use std::error::Error as StdError;
use std::fmt;
use std::sync::Arc;
use std::time::{Duration, Instant};

use reqwest::header::{HeaderMap, HeaderValue};
use reqwest::{Client as ReqwestClient, header};
use url::Url;

use crate::client_logger::TransportLogger;
use crate::error::{Error, Result};
use crate::observability::{
    CHAT_MALFORMED_RESPONSES, CHAT_REQUEST_DURATION, CHAT_REQUEST_ERRORS, CHAT_REQUESTS,
    CHAT_UNREACHABLE, HEALTH_PROBE_FAILURES, HEALTH_PROBES,
};
use crate::types::{
    AssistantReply, ChatRequest, ChatResponse, ConnectionMonitor, ConnectionStatus,
};

/// Origin of the hosted tutor service.
pub const DEFAULT_ORIGIN: &str = "https://tutor-app-adk.onrender.com/";

/// Longest slice of an error body carried into [`Error::RequestFailed`].
const ERROR_BODY_LIMIT: usize = 200;

/// Outbound calls to the tutor service.
///
/// Implementations never let a raw transport failure escape: every outcome is
/// either a reply or one of the [`Error`] kinds, and every call leaves the
/// resulting [`ConnectionStatus`] behind for [`Transport::connection_status`].
/// Calls are independent; callers that need single-flight must enforce it.
#[async_trait::async_trait]
pub trait Transport: Send + Sync {
    /// Probe the health endpoint.  Never fails; the outcome is the status.
    async fn check_health(&self) -> ConnectionStatus;

    /// Submit one message and wait for the tutor's reply.
    async fn send_message(&self, text: &str) -> Result<AssistantReply>;

    /// Status recorded by the most recent probe or send.
    fn connection_status(&self) -> ConnectionStatus;
}

/// HTTP client for the tutor service.
#[derive(Clone)]
pub struct TransportClient {
    client: ReqwestClient,
    origin: Url,
    health_url: Url,
    chat_url: Url,
    user_id: Option<String>,
    timeout: Option<Duration>,
    monitor: Arc<ConnectionMonitor>,
    logger: Option<Arc<dyn TransportLogger>>,
}

impl TransportClient {
    /// Create a client for the hosted tutor service with no user label.
    pub fn new() -> Result<Self> {
        Self::with_options(None, None, None)
    }

    /// Create a new client with custom settings.
    ///
    /// `origin` defaults to [`DEFAULT_ORIGIN`].  No timeout is applied unless
    /// one is given.
    pub fn with_options(
        origin: Option<&str>,
        user_id: Option<String>,
        timeout: Option<Duration>,
    ) -> Result<Self> {
        let origin = normalize_origin(origin.unwrap_or(DEFAULT_ORIGIN))?;
        let health_url = origin.join("health")?;
        let chat_url = origin.join("chat")?;

        let mut builder = ReqwestClient::builder();
        if let Some(timeout) = timeout {
            builder = builder.timeout(timeout);
        }
        let client = builder.build().map_err(|e| {
            Error::http_client(
                format!("Failed to build HTTP client: {}", e),
                Some(Box::new(e)),
            )
        })?;

        Ok(Self {
            client,
            origin,
            health_url,
            chat_url,
            user_id,
            timeout,
            monitor: Arc::new(ConnectionMonitor::default()),
            logger: None,
        })
    }

    /// Attach a logger that sees every chat request and its outcome.
    pub fn with_logger(mut self, logger: Arc<dyn TransportLogger>) -> Self {
        self.logger = Some(logger);
        self
    }

    /// The origin requests are sent to.
    pub fn origin(&self) -> &Url {
        &self.origin
    }

    /// The label sent as `user_id` with each chat request.
    pub fn user_id(&self) -> Option<&str> {
        self.user_id.as_deref()
    }

    /// Shared handle on the connection status this client maintains.
    pub fn monitor(&self) -> Arc<ConnectionMonitor> {
        Arc::clone(&self.monitor)
    }

    /// Create and return default headers for API requests.
    fn default_headers() -> HeaderMap {
        let mut headers = HeaderMap::new();
        headers.insert(
            header::CONTENT_TYPE,
            HeaderValue::from_static("application/json"),
        );
        headers.insert(header::ACCEPT, HeaderValue::from_static("application/json"));
        headers
    }

    /// Probe `GET <origin>/health` and record the resulting status.
    pub async fn check_health(&self) -> ConnectionStatus {
        HEALTH_PROBES.click();
        let status = match self.client.get(self.health_url.clone()).send().await {
            Ok(response) if response.status().is_success() => ConnectionStatus::Online,
            Ok(response) => {
                tracing::warn!(status = response.status().as_u16(), "health probe rejected");
                ConnectionStatus::Error
            }
            Err(e) => {
                let err = classify_send_error(e);
                tracing::warn!(error = %err, "health probe failed");
                err.connection_status()
            }
        };
        if status != ConnectionStatus::Online {
            HEALTH_PROBE_FAILURES.click();
        }
        let previous = self.monitor.set(status);
        if previous != status {
            tracing::info!(%previous, %status, "connection status changed");
        }
        status
    }

    /// Send `text` to `POST <origin>/chat` and return the tutor's reply.
    ///
    /// A 2xx answer without a usable `full_response` yields
    /// [`AssistantReply::empty`] rather than an error.
    pub async fn send_message(&self, text: &str) -> Result<AssistantReply> {
        let request = ChatRequest::new(text).with_user_id(self.user_id.clone());
        CHAT_REQUESTS.click();
        if let Some(logger) = &self.logger {
            logger.log_request(&request);
        }
        tracing::debug!(url = %self.chat_url, chars = text.chars().count(), "sending chat request");

        let start = Instant::now();
        let result = self.post_chat(&request).await;
        CHAT_REQUEST_DURATION.add(start.elapsed().as_secs_f64());

        match &result {
            Ok(reply) => {
                self.monitor.set(ConnectionStatus::Online);
                if let Some(logger) = &self.logger {
                    logger.log_reply(reply);
                }
                tracing::debug!(placeholder = reply.placeholder, "chat reply received");
            }
            Err(err) => {
                CHAT_REQUEST_ERRORS.click();
                if err.is_unreachable() {
                    CHAT_UNREACHABLE.click();
                }
                self.monitor.set(err.connection_status());
                if let Some(logger) = &self.logger {
                    logger.log_failure(err);
                }
                tracing::warn!(error = %err, "chat request failed");
            }
        }
        result
    }

    async fn post_chat(&self, request: &ChatRequest) -> Result<AssistantReply> {
        let response = self
            .client
            .post(self.chat_url.clone())
            .headers(Self::default_headers())
            .json(request)
            .send()
            .await
            .map_err(classify_send_error)?;

        let status = response.status();
        let body = response.text().await.map_err(|e| {
            if is_connectivity_failure(&e) {
                Error::unreachable(
                    format!("Connection lost: {}", error_chain(&e)),
                    Some(Box::new(e)),
                )
            } else {
                Error::unknown(format!("Failed to read response: {}", error_chain(&e)))
            }
        })?;

        if !status.is_success() {
            let message = if body.trim().is_empty() {
                status.canonical_reason().unwrap_or_default().to_string()
            } else {
                truncate(body.trim(), ERROR_BODY_LIMIT)
            };
            return Err(Error::request_failed(status.as_u16(), message));
        }

        Ok(parse_reply(&body))
    }
}

impl fmt::Debug for TransportClient {
    fn fmt(&self, f: &mut fmt::Formatter<'_>) -> fmt::Result {
        f.debug_struct("TransportClient")
            .field("origin", &self.origin.as_str())
            .field("user_id", &self.user_id)
            .field("timeout", &self.timeout)
            .field("status", &self.monitor.get())
            .field("logger", &self.logger.is_some())
            .finish()
    }
}

#[async_trait::async_trait]
impl Transport for TransportClient {
    async fn check_health(&self) -> ConnectionStatus {
        TransportClient::check_health(self).await
    }

    async fn send_message(&self, text: &str) -> Result<AssistantReply> {
        TransportClient::send_message(self, text).await
    }

    fn connection_status(&self) -> ConnectionStatus {
        self.monitor.get()
    }
}

/// Parse a 2xx body, degrading to the placeholder reply on any surprise.
fn parse_reply(body: &str) -> AssistantReply {
    match serde_json::from_str::<ChatResponse>(body) {
        Ok(response) => AssistantReply::from(response),
        Err(e) => {
            let err = Error::from(e);
            CHAT_MALFORMED_RESPONSES.click();
            tracing::warn!(error = %err, "substituting placeholder reply");
            AssistantReply::empty()
        }
    }
}

/// Parse the origin and make sure it ends in `/` so endpoint joins append.
fn normalize_origin(origin: &str) -> Result<Url> {
    let mut url = Url::parse(origin)?;
    if url.cannot_be_a_base() {
        return Err(Error::url(format!("{origin} cannot be used as a base URL"), None));
    }
    if !url.path().ends_with('/') {
        let path = format!("{}/", url.path());
        url.set_path(&path);
    }
    Ok(url)
}

fn classify_send_error(e: reqwest::Error) -> Error {
    if is_connectivity_failure(&e) {
        Error::unreachable(
            format!("Connection error: {}", error_chain(&e)),
            Some(Box::new(e)),
        )
    } else {
        Error::unknown(format!("Request failed: {}", error_chain(&e)))
    }
}

fn is_connectivity_failure(e: &reqwest::Error) -> bool {
    e.is_connect() || e.is_timeout() || looks_like_connectivity(&error_chain(e))
}

/// Message-text heuristic for failures the transport doesn't flag as connect
/// errors, e.g. a connection reset while the request is in flight.
fn looks_like_connectivity(message: &str) -> bool {
    const PATTERNS: &[&str] = &[
        "failed to fetch",
        "network error",
        "connection refused",
        "connection reset",
        "connection closed",
        "dns error",
        "failed to lookup address",
        "no route to host",
        "network is unreachable",
    ];
    let message = message.to_ascii_lowercase();
    PATTERNS.iter().any(|pattern| message.contains(pattern))
}

/// Render an error with its sources, which is where reqwest keeps the detail.
fn error_chain(e: &dyn StdError) -> String {
    let mut rendered = e.to_string();
    let mut source = e.source();
    while let Some(cause) = source {
        rendered.push_str(": ");
        rendered.push_str(&cause.to_string());
        source = cause.source();
    }
    rendered
}

fn truncate(text: &str, limit: usize) -> String {
    match text.char_indices().nth(limit) {
        Some((idx, _)) => format!("{}...", &text[..idx]),
        None => text.to_string(),
    }
}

===============

Pull every line containing "reset" out of the records.

/// errors, e.g. a connection reset while the request is in flight.
        "connection reset",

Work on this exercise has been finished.